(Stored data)
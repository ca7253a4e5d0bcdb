use chrono::{DateTime, Duration, Utc};
use rand::Rng;
use serde::Serialize;
use uuid::Uuid;

use crate::domain::inventory::FulfillmentType;
use crate::domain::order::{DeliveryEstimate, Order, OrderId, OrderStatus, ShippingPartner};

const SHIP_MIN_DAYS: u32 = 2;
const SHIP_MAX_DAYS: u32 = 5;
const PICKUP_MIN_HOURS: u32 = 4;
const PICKUP_MAX_HOURS: u32 = 24;

/// Live courier position is simulated around this depot.
const DEPOT_LATITUDE: f64 = 19.0760;
const DEPOT_LONGITUDE: f64 = 72.8777;

pub fn delivery_estimate<R: Rng + ?Sized>(
    fulfillment_type: FulfillmentType,
    now: DateTime<Utc>,
    rng: &mut R,
) -> DeliveryEstimate {
    match fulfillment_type {
        FulfillmentType::ShipToHome => {
            let days = rng.gen_range(SHIP_MIN_DAYS..=SHIP_MAX_DAYS);
            DeliveryEstimate::Shipping {
                min_days: SHIP_MIN_DAYS,
                max_days: SHIP_MAX_DAYS,
                date: (now + Duration::days(i64::from(days))).date_naive(),
            }
        }
        FulfillmentType::ClickAndCollect => DeliveryEstimate::Pickup {
            min_hours: PICKUP_MIN_HOURS,
            max_hours: PICKUP_MAX_HOURS,
            ready_by: now + Duration::hours(i64::from(PICKUP_MAX_HOURS)),
        },
        FulfillmentType::BuyInStore => DeliveryEstimate::Immediate,
    }
}

/// `ORD` + `YYYYMMDD` + six uppercase hex characters.
pub fn new_order_id(now: DateTime<Utc>) -> OrderId {
    OrderId(format!("ORD{}{}", now.format("%Y%m%d"), hex_suffix(6)))
}

pub fn tracking_number(partner: ShippingPartner) -> String {
    format!("{}{}", partner.id(), hex_suffix(10))
}

pub fn pick_shipping_partner<R: Rng + ?Sized>(rng: &mut R) -> ShippingPartner {
    ShippingPartner::ALL[rng.gen_range(0..ShippingPartner::ALL.len())]
}

fn hex_suffix(len: usize) -> String {
    Uuid::new_v4().simple().to_string()[..len].to_ascii_uppercase()
}

#[derive(Clone, Debug, PartialEq, Eq, Serialize)]
pub struct TrackingEvent {
    pub status: OrderStatus,
    pub message: &'static str,
    pub timestamp: DateTime<Utc>,
    pub location: &'static str,
}

const TRACKING_STEPS: [(OrderStatus, &str, &str, i64); 4] = [
    (OrderStatus::Processing, "Order is being packed", "Warehouse", 2),
    (OrderStatus::Shipped, "Order shipped", "Shipping Hub", 24),
    (OrderStatus::OutForDelivery, "Out for delivery", "Local Delivery Hub", 48),
    (OrderStatus::Delivered, "Order delivered successfully", "Delivered", 52),
];

/// Synthesises the tracking timeline up to the order's current status.
/// Cancelled or returned orders only show the confirmation.
pub fn tracking_events(order: &Order) -> Vec<TrackingEvent> {
    let base = order.created_at;
    let mut events = vec![TrackingEvent {
        status: OrderStatus::Confirmed,
        message: "Order confirmed",
        timestamp: base,
        location: "Order Processing Center",
    }];

    let reached = TRACKING_STEPS.iter().position(|(status, ..)| *status == order.status);
    if let Some(last) = reached {
        events.extend(TRACKING_STEPS[..=last].iter().map(|&(status, message, location, hours)| {
            TrackingEvent { status, message, timestamp: base + Duration::hours(hours), location }
        }));
    }

    events
}

#[derive(Clone, Debug, PartialEq, Serialize)]
pub struct LiveLocation {
    pub latitude: f64,
    pub longitude: f64,
    pub eta_minutes: u32,
}

pub fn live_location<R: Rng + ?Sized>(order: &Order, rng: &mut R) -> Option<LiveLocation> {
    (order.status == OrderStatus::OutForDelivery).then(|| LiveLocation {
        latitude: DEPOT_LATITUDE + rng.gen_range(-0.01..=0.01),
        longitude: DEPOT_LONGITUDE + rng.gen_range(-0.01..=0.01),
        eta_minutes: rng.gen_range(15..=45),
    })
}
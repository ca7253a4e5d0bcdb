use std::str::FromStr;

use async_trait::async_trait;
use chrono::{DateTime, SecondsFormat, Utc};
use rust_decimal::Decimal;
use serde::de::DeserializeOwned;
use serde::{Deserialize, Serialize};
use thiserror::Error;

use shopwise_core::domain::catalog::{Product, ProductQuery};
use shopwise_core::domain::conversation::StoredMessage;
use shopwise_core::domain::customer::{CustomerId, CustomerProfile, PurchaseRecord};
use shopwise_core::domain::inventory::StockRecord;
use shopwise_core::domain::loyalty::Coupon;
use shopwise_core::domain::order::{Order, OrderId};
use shopwise_core::domain::payment::{Transaction, TransactionId};
use shopwise_core::domain::support::{ReturnId, ReturnRequest, SupportTicket, TicketId};

pub mod catalog;
pub mod chat;
pub mod coupon;
pub mod customer;
pub mod memory;
pub mod order;
pub mod support;

pub use catalog::{SqlCatalogRepository, SqlInventoryRepository};
pub use chat::SqlChatHistoryRepository;
pub use coupon::SqlCouponRepository;
pub use customer::SqlCustomerRepository;
pub use memory::{
    InMemoryCatalogRepository, InMemoryChatHistoryRepository, InMemoryCouponRepository,
    InMemoryCustomerRepository, InMemoryInventoryRepository, InMemoryOrderRepository,
    InMemorySupportRepository, InMemoryTransactionRepository,
};
pub use order::{SqlOrderRepository, SqlTransactionRepository};
pub use support::SqlSupportRepository;

#[derive(Debug, Error)]
pub enum RepositoryError {
    #[error("database error: {0}")]
    Database(#[from] sqlx::Error),
    #[error("decode error: {0}")]
    Decode(String),
    #[error("encode error: {0}")]
    Encode(String),
}

/// Catalogue queries. A `ProductQuery::limit` of zero means no limit; results
/// are in SKU order.
#[async_trait]
pub trait CatalogRepository: Send + Sync {
    async fn list_products(&self, query: &ProductQuery) -> Result<Vec<Product>, RepositoryError>;
    async fn find_product(&self, sku: &str) -> Result<Option<Product>, RepositoryError>;
    async fn save_product(&self, product: Product) -> Result<(), RepositoryError>;
}

#[async_trait]
pub trait InventoryRepository: Send + Sync {
    /// Stock rows for one SKU, warehouse first then stores in location order.
    async fn stock_for_sku(&self, sku: &str) -> Result<Vec<StockRecord>, RepositoryError>;
    async fn save_stock(&self, record: StockRecord) -> Result<(), RepositoryError>;
}

#[async_trait]
pub trait CustomerRepository: Send + Sync {
    async fn find_profile(
        &self,
        id: &CustomerId,
    ) -> Result<Option<CustomerProfile>, RepositoryError>;
    async fn save_profile(&self, profile: CustomerProfile) -> Result<(), RepositoryError>;
    /// Adds `delta` points (negative to redeem), floored at zero. Returns the
    /// new balance, or `None` for an unknown customer.
    async fn add_loyalty_points(
        &self,
        id: &CustomerId,
        delta: i64,
    ) -> Result<Option<u32>, RepositoryError>;
    async fn purchase_history(
        &self,
        id: &CustomerId,
    ) -> Result<Vec<PurchaseRecord>, RepositoryError>;
    async fn record_purchase(&self, record: PurchaseRecord) -> Result<(), RepositoryError>;
}

#[async_trait]
pub trait CouponRepository: Send + Sync {
    /// Case-insensitive code lookup.
    async fn find_by_code(&self, code: &str) -> Result<Option<Coupon>, RepositoryError>;
    /// Active coupons whose tier requirement is at most `max_tier_level`.
    async fn list_available(&self, max_tier_level: u8) -> Result<Vec<Coupon>, RepositoryError>;
    async fn save(&self, coupon: Coupon) -> Result<(), RepositoryError>;
}

#[async_trait]
pub trait OrderRepository: Send + Sync {
    async fn save(&self, order: Order) -> Result<(), RepositoryError>;
    async fn find_by_id(&self, id: &OrderId) -> Result<Option<Order>, RepositoryError>;
    /// Newest first.
    async fn list_for_customer(
        &self,
        customer_id: &CustomerId,
        limit: usize,
    ) -> Result<Vec<Order>, RepositoryError>;
}

#[async_trait]
pub trait TransactionRepository: Send + Sync {
    async fn save(&self, transaction: Transaction) -> Result<(), RepositoryError>;
    async fn find_by_id(&self, id: &TransactionId)
        -> Result<Option<Transaction>, RepositoryError>;
}

#[async_trait]
pub trait SupportRepository: Send + Sync {
    async fn save_return(&self, request: ReturnRequest) -> Result<(), RepositoryError>;
    async fn find_return(&self, id: &ReturnId) -> Result<Option<ReturnRequest>, RepositoryError>;
    async fn save_ticket(&self, ticket: SupportTicket) -> Result<(), RepositoryError>;
    async fn find_ticket(&self, id: &TicketId) -> Result<Option<SupportTicket>, RepositoryError>;
}

/// Per-session activity summary for one customer.
#[derive(Clone, Debug, PartialEq, Eq, Serialize, Deserialize)]
pub struct SessionSummary {
    pub session_id: String,
    pub last_message_at: DateTime<Utc>,
    pub message_count: u32,
}

#[async_trait]
pub trait ChatHistoryRepository: Send + Sync {
    async fn save_message(&self, message: StoredMessage) -> Result<(), RepositoryError>;
    /// The most recent `limit` messages of a session, oldest first.
    async fn history(
        &self,
        session_id: &str,
        limit: usize,
    ) -> Result<Vec<StoredMessage>, RepositoryError>;
    /// Sessions of a customer, most recently active first.
    async fn customer_sessions(
        &self,
        customer_id: &str,
        limit: usize,
    ) -> Result<Vec<SessionSummary>, RepositoryError>;
}

pub(crate) fn decode_error(error: impl ToString) -> RepositoryError {
    RepositoryError::Decode(error.to_string())
}

/// Fixed-width UTC timestamps so TEXT ordering matches time ordering.
pub(crate) fn format_timestamp(at: DateTime<Utc>) -> String {
    at.to_rfc3339_opts(SecondsFormat::Micros, true)
}

pub(crate) fn parse_timestamp(value: &str) -> Result<DateTime<Utc>, RepositoryError> {
    DateTime::parse_from_rfc3339(value).map(|at| at.with_timezone(&Utc)).map_err(decode_error)
}

pub(crate) fn parse_decimal(value: &str) -> Result<Decimal, RepositoryError> {
    Decimal::from_str(value).map_err(decode_error)
}

pub(crate) fn to_json<T: Serialize>(value: &T) -> Result<String, RepositoryError> {
    serde_json::to_string(value).map_err(|e| RepositoryError::Encode(e.to_string()))
}

pub(crate) fn from_json<T: DeserializeOwned>(value: &str) -> Result<T, RepositoryError> {
    serde_json::from_str(value).map_err(decode_error)
}

/// Text form of a snake_case serde enum, e.g. `ReturnStatus::Requested` → `requested`.
pub(crate) fn enum_text<T: Serialize>(value: &T) -> Result<String, RepositoryError> {
    match serde_json::to_value(value) {
        Ok(serde_json::Value::String(text)) => Ok(text),
        Ok(other) => Err(RepositoryError::Encode(format!("expected string enum, got {other}"))),
        Err(error) => Err(RepositoryError::Encode(error.to_string())),
    }
}

pub(crate) fn limit_arg(limit: usize) -> i64 {
    i64::try_from(limit).unwrap_or(i64::MAX)
}

#[cfg(test)]
mod tests {
    use chrono::{TimeZone, Utc};
    use shopwise_core::domain::support::ReturnStatus;

    use super::{enum_text, format_timestamp, parse_decimal, parse_timestamp};

    #[test]
    fn timestamps_are_fixed_width_and_reversible() -> Result<(), String> {
        let at = Utc.with_ymd_and_hms(2026, 1, 2, 3, 4, 5).single().ok_or("valid timestamp")?;
        let text = format_timestamp(at);
        assert_eq!(text, "2026-01-02T03:04:05.000000Z");
        assert_eq!(parse_timestamp(&text).map_err(|e| e.to_string())?, at);
        Ok(())
    }

    #[test]
    fn enum_text_uses_serde_names() -> Result<(), String> {
        assert_eq!(enum_text(&ReturnStatus::Requested).map_err(|e| e.to_string())?, "requested");
        Ok(())
    }

    #[test]
    fn bad_decimal_is_a_decode_error() {
        assert!(parse_decimal("12.5").is_ok());
        assert!(parse_decimal("twelve").is_err());
    }
}
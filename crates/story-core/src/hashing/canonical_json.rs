//! JSON canónico mínimo: claves de objeto ordenadas, arrays en su orden.
//!
//! Dos payloads estructuralmente iguales producen exactamente el mismo
//! string y por lo tanto el mismo hash. No usar NaN/Inf en payloads del
//! pipeline (serde_json tampoco los representa).

use serde_json::Value;
use std::collections::BTreeMap;

pub fn to_canonical_json(value: &Value) -> String {
    match value {
        Value::Null => "null".to_string(),
        Value::Bool(b) => b.to_string(),
        Value::Number(n) => n.to_string(),
        Value::String(s) => serde_json::to_string(s).unwrap(),
        Value::Array(items) => {
            let parts: Vec<String> = items.iter().map(to_canonical_json).collect();
            format!("[{}]", parts.join(","))
        }
        Value::Object(map) => {
            let ordered: BTreeMap<&String, String> =
                map.iter().map(|(k, v)| (k, to_canonical_json(v))).collect();
            let parts: Vec<String> = ordered.into_iter()
                                            .map(|(k, v)| format!("{}:{}", serde_json::to_string(k).unwrap(), v))
                                            .collect();
            format!("{{{}}}", parts.join(","))
        }
    }
}

#[cfg(test)]
mod tests {
    use super::*;
    use serde_json::json;

    #[test]
    fn object_keys_are_sorted() {
        let a = json!({"b": 1, "a": 2});
        let b = json!({"a": 2, "b": 1});
        assert_eq!(to_canonical_json(&a), to_canonical_json(&b));
        assert_eq!(to_canonical_json(&a), r#"{"a":2,"b":1}"#);
    }

    #[test]
    fn arrays_keep_their_order() {
        let v = json!([3, 1, 2]);
        assert_eq!(to_canonical_json(&v), "[3,1,2]");
    }
}
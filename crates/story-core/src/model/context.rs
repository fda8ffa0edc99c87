//! Contexto de ejecución entregado a cada paso.
//!
//! Congela los insumos de una corrida: semilla del proyecto, artifacts padre
//! ya leídos y el upstream hash calculado sobre ellos. Los validadores de
//! integridad referencial leen de acá, nunca del store.

use serde::de::DeserializeOwned;
use serde_json::Value;
use std::collections::BTreeMap;

use super::ArtifactEnvelope;
use crate::errors::EngineError;

#[derive(Debug, Clone)]
pub struct StepContext {
    /// Brief inicial del proyecto (semilla del paso 0).
    pub seed: String,
    /// Guía opcional del caller en una revisión explícita.
    pub guidance: Option<String>,
    /// Artifacts padre indexados por paso.
    pub parents: BTreeMap<usize, ArtifactEnvelope>,
    /// Fingerprint de insumos de esta corrida.
    pub upstream_hash: String,
}

impl StepContext {
    /// Payload crudo de un padre.
    pub fn parent_payload(&self, step: usize) -> Option<&Value> {
        self.parents.get(&step).map(|a| &a.payload)
    }

    /// Decodifica el payload de un padre a un tipo fuerte.
    pub fn parent_typed<T: DeserializeOwned>(&self, step: usize) -> Result<T, EngineError> {
        let payload = self.parent_payload(step)
                          .ok_or(EngineError::MissingArtifact { step })?;
        serde_json::from_value(payload.clone()).map_err(|e| EngineError::CorruptArtifact { step,
                                                                                           detail: e.to_string() })
    }
}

> [Your assignment] Your answer should be only the number of lines in the entries above that hold the string "crates".

> [Task answer] 2